MATERIAL FOR THIS TASK START

//! Finality: the notary witness over a fully signed transaction.
//!
//! The notary does not evaluate the contract. It checks that every required
//! party has signed, that the transaction was addressed to it, and that no
//! input or transaction id has been seen before, then signs the id. Witnessed
//! transactions stay retrievable by id, so a participant that missed the
//! initiator's hand-off can still obtain the result.

use async_trait::async_trait;
use noscalp_crypto::{PartySigner, SecureHash};
use noscalp_domain::{FinalizedTransaction, SignedTransaction, StateRef};
use noscalp_identity::{LegalName, Party};
use std::collections::{HashMap, HashSet};
use tokio::sync::Mutex;
use tracing::{info, warn};

use crate::error::FinalizationError;

#[async_trait]
pub trait FinalityService: Send + Sync {
    /// Identity whose witness signature this service produces.
    fn identity(&self) -> &Party;

    async fn finalise(
        &self,
        stx: SignedTransaction,
    ) -> Result<FinalizedTransaction, FinalizationError>;

    /// The witnessed transaction with this id, if this service finalised it.
    async fn witnessed(&self, id: &SecureHash) -> Option<FinalizedTransaction>;
}

#[derive(Debug, Default)]
struct NotaryState {
    consumed: HashSet<StateRef>,
    notarised: HashMap<SecureHash, FinalizedTransaction>,
}

/// Single-process notary with an in-memory uniqueness store.
#[derive(Debug)]
pub struct InMemoryNotary {
    identity: Party,
    signer: PartySigner,
    state: Mutex<NotaryState>,
}

impl InMemoryNotary {
    pub fn new(name: LegalName) -> Self {
        Self::with_signer(name, PartySigner::new())
    }

    pub fn with_signer(name: LegalName, signer: PartySigner) -> Self {
        let identity = Party::new(name, signer.public_key());
        Self {
            identity,
            signer,
            state: Mutex::new(NotaryState::default()),
        }
    }

    pub async fn notarised_count(&self) -> usize {
        self.state.lock().await.notarised.len()
    }
}

#[async_trait]
impl FinalityService for InMemoryNotary {
    fn identity(&self) -> &Party {
        &self.identity
    }

    async fn finalise(
        &self,
        stx: SignedTransaction,
    ) -> Result<FinalizedTransaction, FinalizationError> {
        if stx.tx.notary != self.identity {
            return Err(FinalizationError::WrongNotary {
                named: stx.tx.notary.name.to_string(),
                actual: self.identity.name.to_string(),
            });
        }
        stx.verify_required_signatures()?;

        let id = stx.id();
        let mut state = self.state.lock().await;
        if state.notarised.contains_key(&id) {
            warn!(tx_id = %id, "Rejecting already notarised transaction");
            return Err(FinalizationError::AlreadyNotarised(id.to_hex()));
        }
        if let Some(input) = stx.tx.inputs.iter().find(|i| state.consumed.contains(*i)) {
            warn!(tx_id = %id, input = %input, "Rejecting double spend");
            return Err(FinalizationError::InputConsumed(input.to_string()));
        }
        state.consumed.extend(stx.tx.inputs.iter().copied());

        let notary_signature = self.signer.sign(id.as_bytes());
        let ftx = FinalizedTransaction {
            stx,
            notary_signature,
        };
        state.notarised.insert(id, ftx.clone());
        drop(state);

        info!(tx_id = %id, notary = %self.identity.name, "Transaction notarised");
        Ok(ftx)
    }

    async fn witnessed(&self, id: &SecureHash) -> Option<FinalizedTransaction> {
        self.state.lock().await.notarised.get(id).cloned()
    }
}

MATERIAL FOR THIS TASK END

THE TASK
Every line above that holds the word "HashSet" needs to be copied.

OUTPUT OF THE EXERCISE
use std::collections::{HashMap, HashSet};
    consumed: HashSet<StateRef>,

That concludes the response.